Which Vaccines Should People Over 50 Get?

Vaccines are most commonly associated with the regular checkups of children; however, in recent weeks, the emergence of the COVID-19 vaccine has young adults, the middle-aged, and seniors experiencing a new interest in vaccines.Senior Getting Vaccine

Throughout our lives, we must receive vaccines in order to protect against infections that have the potential to cause a significant level of complications. While important for all age groups, it is especially important to those that are 50 years of age, or older. This is because the immune system naturally starts to weaken as we age.

If you or someone you love is 50 or older, continue reading to learn about the most important vaccines for the health.

The Flu Shot

The influenza vaccine – usually called “the flu shot” – is one of the most important vaccines for older adults. According to statistics, most of those that have to be hospitalized or pass away as a result of complications associated with the flu are older adults and seniors.

This vaccine aids in the creation of a stronger leveled immune-based response that allows the body to fight the virus that causes the flu more effectively than if it was not received. For those 65 and older, the Fluzone High-Dose vaccine and the FLAUD vaccine are found to be more effective.

The Shingles Vaccine

According to the Centers for Disease Control, all individuals that are 50 and over should get two separate doses of the shingles vaccine called “Shingrix”. In the past, the Zostavax vaccine was given for shingles. Even if this has been taken, it is still recommended that everyone of the appropriate age get the two-dose Shingrix vaccine.

The risk associated with contracting shingles increases significantly as we age. Other factors that may increase the risk include a previous chicken pox infection and problems with the immune system.

The Pneumococcal Vaccine

Pneumococcus is a type of bacteria that is directly responsible for the development of bacterial-based meningitis and a blood infection that is called “bacteremia”. It also has a direct impact on the development of pneumonia.
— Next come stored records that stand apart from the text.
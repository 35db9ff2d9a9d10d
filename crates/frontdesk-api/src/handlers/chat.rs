//! Chat endpoint driving the receptionist tester
//!
//! The chat contract survives responder outages: a failed reply turns into
//! HTTP 200 carrying the fixed apology with intent `error`, so the tester UI
//! renders it like any other turn. Only malformed requests get the error
//! envelope.

use crate::state::AppState;
use axum::{
    extract::{Path, State},
    http::StatusCode,
    response::Json,
};
use chrono::{DateTime, Datelike, Duration, NaiveDate, NaiveTime, Utc};
use frontdesk_core::types::{ApiResponse, CallRecord, CallStatus, ErrorResponse, Intent};
use frontdesk_dialogue::{BookingRequest, DialogueStage, ReceptionistService, SessionInfo};
use frontdesk_nlu::{APOLOGY_RESPONSE, ExtractedEntities, SUGGESTED_UTTERANCES};
use frontdesk_store::NewAppointment;
use serde::{Deserialize, Serialize};
use std::sync::Arc;
use tracing::{info, warn};
use validator::Validate;

/// Chat request body
#[derive(Debug, Deserialize, Validate)]
pub struct ChatRequest {
    /// Caller utterance
    #[validate(length(min = 1, max = 2000))]
    pub message: String,

    /// Session to continue; omitted on the first turn
    pub session_id: Option<String>,
}

/// One receptionist turn as rendered by the tester UI
#[derive(Debug, Serialize)]
pub struct ChatResponse {
    /// Session the reply belongs to
    pub session_id: String,

    /// Reply text
    pub response: String,

    /// Matched intent label
    pub intent: String,

    /// Rule confidence, absent on the apology turn
    #[serde(skip_serializing_if = "Option::is_none")]
    pub confidence: Option<f32>,

    /// CSS utility classes for the intent badge
    pub badge_style: String,

    /// Entities extracted from the utterance
    pub entities: ExtractedEntities,

    /// Conversation stage after this turn
    pub state: DialogueStage,

    /// When the reply was produced
    pub timestamp: DateTime<Utc>,
}

/// Handle one chat turn
///
/// # Errors
///
/// * `BAD_REQUEST` - Blank or oversized message
pub async fn text_chat(
    State(state): State<Arc<AppState>>,
    Json(body): Json<ChatRequest>,
) -> Result<Json<ChatResponse>, (StatusCode, Json<ErrorResponse>)> {
    if let Err(validation_errors) = body.validate() {
        warn!("Invalid chat request: {:?}", validation_errors);
        return Err((
            StatusCode::BAD_REQUEST,
            Json(
                ErrorResponse::new("Invalid request body", "INVALID_PARAMETERS")
                    .with_details(serde_json::json!(validation_errors)),
            ),
        ));
    }

    let message = body.message.trim().to_string();
    if message.is_empty() {
        return Err((
            StatusCode::BAD_REQUEST,
            Json(ErrorResponse::new(
                "message must not be blank",
                "INVALID_PARAMETERS",
            )),
        ));
    }

    match state
        .receptionist
        .respond(body.session_id.as_deref(), &message)
        .await
    {
        Ok(reply) => {
            if let Some(request) = &reply.booking {
                persist_booking(&state, &reply.session_id, request);
            }

            Ok(Json(ChatResponse {
                session_id: reply.session_id,
                response: reply.response,
                intent: reply.intent.label().to_string(),
                confidence: Some(reply.confidence),
                badge_style: reply.intent.badge_style().to_string(),
                entities: reply.entities,
                state: reply.state,
                timestamp: Utc::now(),
            }))
        }
        Err(e) if e.is_retryable() => {
            // Responder outage: the caller gets the fixed apology, not a fault
            warn!(error = %e, "receptionist unavailable, substituting the apology");
            let session_id = body
                .session_id
                .unwrap_or_else(|| "unknown".to_string());
            let stage = state
                .sessions
                .get_info(&session_id)
                .map_or(DialogueStage::Initial, |info| info.state);

            Ok(Json(ChatResponse {
                session_id,
                response: APOLOGY_RESPONSE.to_string(),
                intent: Intent::Error.label().to_string(),
                confidence: None,
                badge_style: Intent::Error.badge_style().to_string(),
                entities: ExtractedEntities::default(),
                state: stage,
                timestamp: Utc::now(),
            }))
        }
        Err(e) => {
            warn!(error = %e, "chat request rejected");
            Err((
                StatusCode::BAD_REQUEST,
                Json(ErrorResponse::new(e.to_string(), "INVALID_PARAMETERS")),
            ))
        }
    }
}

/// Session info for the tester sidebar
///
/// # Errors
///
/// * `NOT_FOUND` - No session with the given id
pub async fn get_session(
    State(state): State<Arc<AppState>>,
    Path(session_id): Path<String>,
) -> Result<Json<ApiResponse<SessionInfo>>, (StatusCode, Json<ErrorResponse>)> {
    state.sessions.get_info(&session_id).map_or_else(
        || {
            Err((
                StatusCode::NOT_FOUND,
                Json(ErrorResponse::new(
                    format!("Session {session_id} not found"),
                    "SESSION_NOT_FOUND",
                )),
            ))
        },
        |info| Ok(Json(ApiResponse::success(info))),
    )
}

/// Reset a session to a fresh conversation under the same id
///
/// # Errors
///
/// * `NOT_FOUND` - No session with the given id
pub async fn reset_session(
    State(state): State<Arc<AppState>>,
    Path(session_id): Path<String>,
) -> Result<Json<ApiResponse<SessionInfo>>, (StatusCode, Json<ErrorResponse>)> {
    match state.sessions.reset(&session_id) {
        Ok(info) => {
            info!(session_id = %session_id, "session reset");
            Ok(Json(ApiResponse::success_with_message(
                info,
                "Session reset",
            )))
        }
        Err(e) => {
            warn!(error = %e, "session reset failed");
            Err((
                StatusCode::NOT_FOUND,
                Json(ErrorResponse::new(
                    format!("Session {session_id} not found"),
                    "SESSION_NOT_FOUND",
                )),
            ))
        }
    }
}

/// One entry of the display intent set
#[derive(Debug, Serialize)]
pub struct IntentDescriptor {
    /// Wire label
    pub label: &'static str,
    /// Human-readable name
    pub display_name: &'static str,
    /// CSS utility classes for the badge
    pub badge_style: &'static str,
}

/// Display intent set plus the tester's canned suggestions
#[derive(Debug, Serialize)]
pub struct IntentCatalog {
    /// Recognized intent labels in display order
    pub intents: Vec<IntentDescriptor>,
    /// Badge classes for labels outside the set
    pub default_badge_style: &'static str,
    /// Canned utterances offered by the tester UI
    pub suggestions: Vec<&'static str>,
}

/// Serve the display intent set
pub async fn list_intents() -> Json<ApiResponse<IntentCatalog>> {
    let intents = Intent::ALL
        .iter()
        .map(|intent| IntentDescriptor {
            label: intent.label(),
            display_name: intent.display_name(),
            badge_style: intent.badge_style(),
        })
        .collect();

    Json(ApiResponse::success(IntentCatalog {
        intents,
        default_badge_style: Intent::DEFAULT_BADGE_STYLE,
        suggestions: SUGGESTED_UTTERANCES.to_vec(),
    }))
}

/// Persist a confirmed booking into the appointment book and call log
fn persist_booking(state: &AppState, session_id: &str, request: &BookingRequest) {
    let now = Utc::now();
    let scheduled_date = resolve_date(&request.requested_date, now.date_naive());
    let scheduled_time = resolve_time(&request.requested_time);

    let appointment = state.appointments.insert(NewAppointment {
        customer_name: request.customer_name.clone(),
        customer_phone: Some(request.customer_phone.clone()),
        customer_email: request.customer_email.clone(),
        service_type: request.service_type.clone(),
        scheduled_date,
        scheduled_time,
        duration_minutes: state.config.business.appointment_duration_minutes,
        notes: Some(format!(
            "Requested: {} at {}",
            request.requested_date, request.requested_time
        )),
    });

    let summary = format!(
        "Customer booked a {} appointment for {} at {}.",
        request.service_type.to_lowercase(),
        request.requested_date,
        request.requested_time
    );

    let started = state
        .sessions
        .get_info(session_id)
        .map_or(now, |info| info.created_at);
    let max_duration = i64::from(state.config.business.max_call_duration_seconds);

    let apply = |call: &mut CallRecord| {
        call.caller_name = Some(request.customer_name.clone());
        call.caller_phone = Some(request.customer_phone.clone());
        call.caller_email = request.customer_email.clone();
        call.end_time = Some(now);
        call.duration_seconds = Some((now - call.start_time).num_seconds().min(max_duration));
        call.status = CallStatus::Completed;
        call.primary_intent = Some(Intent::AppointmentBooking.label().to_string());
        call.conversation_summary = Some(summary.clone());
        call.appointment_booked = true;
        call.lead_qualified = true;
    };

    match state.calls.get_by_session(session_id) {
        Some(existing) => {
            if let Err(e) = state.calls.update(existing.id, apply) {
                warn!(error = %e, "failed to update call record for booking");
            }
        }
        None => {
            let mut record = CallRecord::new(session_id);
            record.start_time = started;
            apply(&mut record);
            state.calls.insert(record);
        }
    }

    info!(
        appointment_id = %appointment.id,
        customer = %appointment.customer_name,
        "appointment persisted from chat booking"
    );
}

/// Turn a caller's date phrasing into a calendar date
///
/// Vague phrasing books the next day rather than failing the handoff.
fn resolve_date(phrase: &str, today: NaiveDate) -> NaiveDate {
    let folded = phrase.trim().to_lowercase();

    if folded.contains("today") {
        return today;
    }
    if folded.contains("tomorrow") {
        return today + Duration::days(1);
    }

    const WEEKDAYS: [&str; 7] = [
        "monday",
        "tuesday",
        "wednesday",
        "thursday",
        "friday",
        "saturday",
        "sunday",
    ];
    for (target, name) in WEEKDAYS.iter().enumerate() {
        if folded.contains(name) {
            let current = i64::from(today.weekday().num_days_from_monday());
            let target = i64::try_from(target).unwrap_or(0);
            let mut ahead = (target + 7 - current) % 7;
            if ahead == 0 {
                ahead = 7;
            }
            return today + Duration::days(ahead);
        }
    }

    if let Some(token) = folded.split_whitespace().next() {
        for format in ["%m/%d/%Y", "%Y-%m-%d"] {
            if let Ok(date) = NaiveDate::parse_from_str(token, format) {
                return date;
            }
        }
    }

    // "august 24" style phrasing, pinned to this year or the next
    if let Ok(date) = NaiveDate::parse_from_str(&format!("{} {}", folded, today.year()), "%B %d %Y")
    {
        return if date < today {
            date.with_year(today.year() + 1).unwrap_or(date)
        } else {
            date
        };
    }

    today + Duration::days(1)
}

/// Turn a caller's time phrasing into a time of day
///
/// Day-part words map onto the slot grid; unparseable phrasing gets the
/// opening slot.
fn resolve_time(phrase: &str) -> NaiveTime {
    let folded = phrase.trim().to_lowercase();

    // "afternoon" must be checked before "noon", which it contains
    for (word, hour) in [
        ("morning", 10),
        ("afternoon", 14),
        ("evening", 17),
        ("noon", 12),
    ] {
        if folded.contains(word) {
            return hm(hour, 0);
        }
    }

    let upper = folded.to_uppercase();
    for format in ["%I:%M %p", "%I:%M%p", "%I %p", "%I%p"] {
        if let Ok(time) = NaiveTime::parse_from_str(&upper, format) {
            return time;
        }
    }
    if let Ok(time) = NaiveTime::parse_from_str(&folded, "%H:%M") {
        return time;
    }

    hm(9, 0)
}

fn hm(hour: u32, minute: u32) -> NaiveTime {
    NaiveTime::from_hms_opt(hour, minute, 0).unwrap_or(NaiveTime::MIN)
}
There are two vaccines that offer protection against this bacterium. The first is the PCV13 and the second is the PPSV23. In most instances, PCV13 is provided first and a year later, the PPSV23 is provided.

For most, these vaccines should start at the age of 65; however, for adults that have certain underlying health conditions or immune system problems, this should be taken prior to the age of 65.

The COVID-19 Vaccine

While the COVID-19 vaccine is relatively new and it is only still becoming increasingly available throughout the United States, it is advised that older adults receive this vaccination as soon as it is available to them.

According to current statistics, 40% of all the deaths that has occurred throughout the nation occurred in older adults. This is because the elderly has a lower immune response and they often have underlying health conditions that result in the coronavirus causing more complications, that may lead to death.

If one is over 50 and resides in a residential care facility, this risk increases and the vaccine should be taken to protect the health of the patient and those around them.

Unique Needs

Individuals over the age of 50 have many needs. When determining which vaccines should be administered, the person’s unique needs should be assessed, as well as their past reactions to vaccinations.

These vaccines help to prevent the onset of serious infections that could result in severe health problems, disability, and even death. Individuals over 50 should consult with their primary care provider to determine which vaccines are right for them.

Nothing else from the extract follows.